# Exercise details
The lines from the start of the records below through the line containing "to one instance" are to be copied exactly, both ends included, with nothing added.

Stored items:
·····
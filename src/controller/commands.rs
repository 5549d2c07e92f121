//! Bounded command issuing and state polling against live instances
//!
//! Every command is retried a few times with backoff and every wait polls the
//! instance until a predicate holds or a deadline passes. Neither ever blocks
//! longer than the configured reconfiguration timeout.

use std::fmt;
use std::sync::atomic::{AtomicUsize, Ordering};

use tokio::time::{Instant, sleep, timeout};
use tracing::{debug, warn};

use crate::config::SwitchoverConfig;
use crate::controller::error::{Error, Result};
use crate::resources::instance::{InstanceCommander, InstanceResult};
use crate::topology::{InstanceId, ObservedReplication};

/// A reconfiguration sent to one instance
#[derive(Debug, Clone, PartialEq, Eq)]
pub enum Command {
    SetUpstream(String),
    ClearUpstream,
    Promote,
    Demote(String),
}

impl fmt::Display for Command {
    fn fmt(&self, f: &mut fmt::Formatter<'_>) -> fmt::Result {
        match self {
            Command::SetUpstream(_) => write!(f, "set upstream"),
            Command::ClearUpstream => write!(f, "clear upstream"),
            Command::Promote => write!(f, "promote"),
            Command::Demote(_) => write!(f, "demote"),
        }
    }
}

/// Issues commands and waits for their effect
pub struct CommandRunner<'a, C> {
    commander: &'a C,
    config: &'a SwitchoverConfig,
    issued: AtomicUsize,
}

impl<'a, C: InstanceCommander> CommandRunner<'a, C> {
    pub fn new(commander: &'a C, config: &'a SwitchoverConfig) -> Self {
        Self {
            commander,
            config,
            issued: AtomicUsize::new(0),
        }
    }

    /// Number of commands sent, retries included
    pub fn issued(&self) -> usize {
        self.issued.load(Ordering::Relaxed)
    }

    /// Send a command, retrying failures up to the configured budget
    pub async fn issue(&self, instance: &InstanceId, command: &Command) -> Result<()> {
        let limit = self.config.reconfiguration_timeout;
        let mut attempt = 0;

        loop {
            self.issued.fetch_add(1, Ordering::Relaxed);
            debug!(instance = %instance, command = %command, attempt, "Issuing instance command");

            let error = match timeout(limit, self.send(instance, command)).await {
                Ok(Ok(())) => return Ok(()),
                Ok(Err(e)) => Error::from(e),
                Err(_) => Error::ReconfigurationTimeout {
                    instance: instance.to_string(),
                    operation: command.to_string(),
                    timeout: limit,
                },
            };

            attempt += 1;
            if attempt > self.config.command_retries {
                warn!(instance = %instance, command = %command, error = %error, "Instance command failed");
                return Err(error);
            }

            let delay = self.config.wait_backoff.delay_for_attempt(attempt - 1);
            debug!(instance = %instance, error = %error, ?delay, "Retrying instance command");
            sleep(delay).await;
        }
    }

    async fn send(&self, instance: &InstanceId, command: &Command) -> InstanceResult<()> {
        match command {
            Command::SetUpstream(conninfo) => {
                self.commander
                    .set_upstream(instance, Some(conninfo.as_str()))
                    .await
            }
            Command::ClearUpstream => self.commander.set_upstream(instance, None).await,
            Command::Promote => self.commander.promote(instance).await,
            Command::Demote(conninfo) => self.commander.demote(instance, conninfo).await,
        }
    }

    /// Poll the instance until `predicate` holds
    ///
    /// Observation errors are expected while an instance restarts and are
    /// only logged. Fails with `ReconfigurationTimeout` at the deadline.
    pub async fn wait_for<P>(
        &self,
        instance: &InstanceId,
        operation: &str,
        predicate: P,
    ) -> Result<ObservedReplication>
    where
        P: Fn(&ObservedReplication) -> bool,
    {
        let limit = self.config.reconfiguration_timeout;
        let deadline = Instant::now() + limit;
        let mut poll = 0;

        loop {
            let remaining = deadline.saturating_duration_since(Instant::now());
            match timeout(remaining, self.commander.observe(instance)).await {
                Ok(Ok(observed)) if predicate(&observed) => return Ok(observed),
                Ok(Ok(observed)) => {
                    debug!(instance = %instance, operation, ?observed, "Waiting for instance");
                }
                Ok(Err(e)) => {
                    debug!(instance = %instance, operation, error = %e, "Observation failed while waiting");
                }
                Err(_) => {}
            }

            let remaining = deadline.saturating_duration_since(Instant::now());
            if remaining.is_zero() {
                return Err(Error::ReconfigurationTimeout {
                    instance: instance.to_string(),
                    operation: operation.to_string(),
                    timeout: limit,
                });
            }

            sleep(self.config.wait_backoff.delay_for_attempt(poll).min(remaining)).await;
            poll += 1;
        }
    }
}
·····
# Answer
filename src/controller/commands.rs
repository 5549d2c07e92f121
//! Bounded command issuing and state polling against live instances
//!
//! Every command is retried a few times with backoff and every wait polls the
//! instance until a predicate holds or a deadline passes. Neither ever blocks
//! longer than the configured reconfiguration timeout.

use std::fmt;
use std::sync::atomic::{AtomicUsize, Ordering};

use tokio::time::{Instant, sleep, timeout};
use tracing::{debug, warn};

use crate::config::SwitchoverConfig;
use crate::controller::error::{Error, Result};
use crate::resources::instance::{InstanceCommander, InstanceResult};
use crate::topology::{InstanceId, ObservedReplication};

/// A reconfiguration sent to one instance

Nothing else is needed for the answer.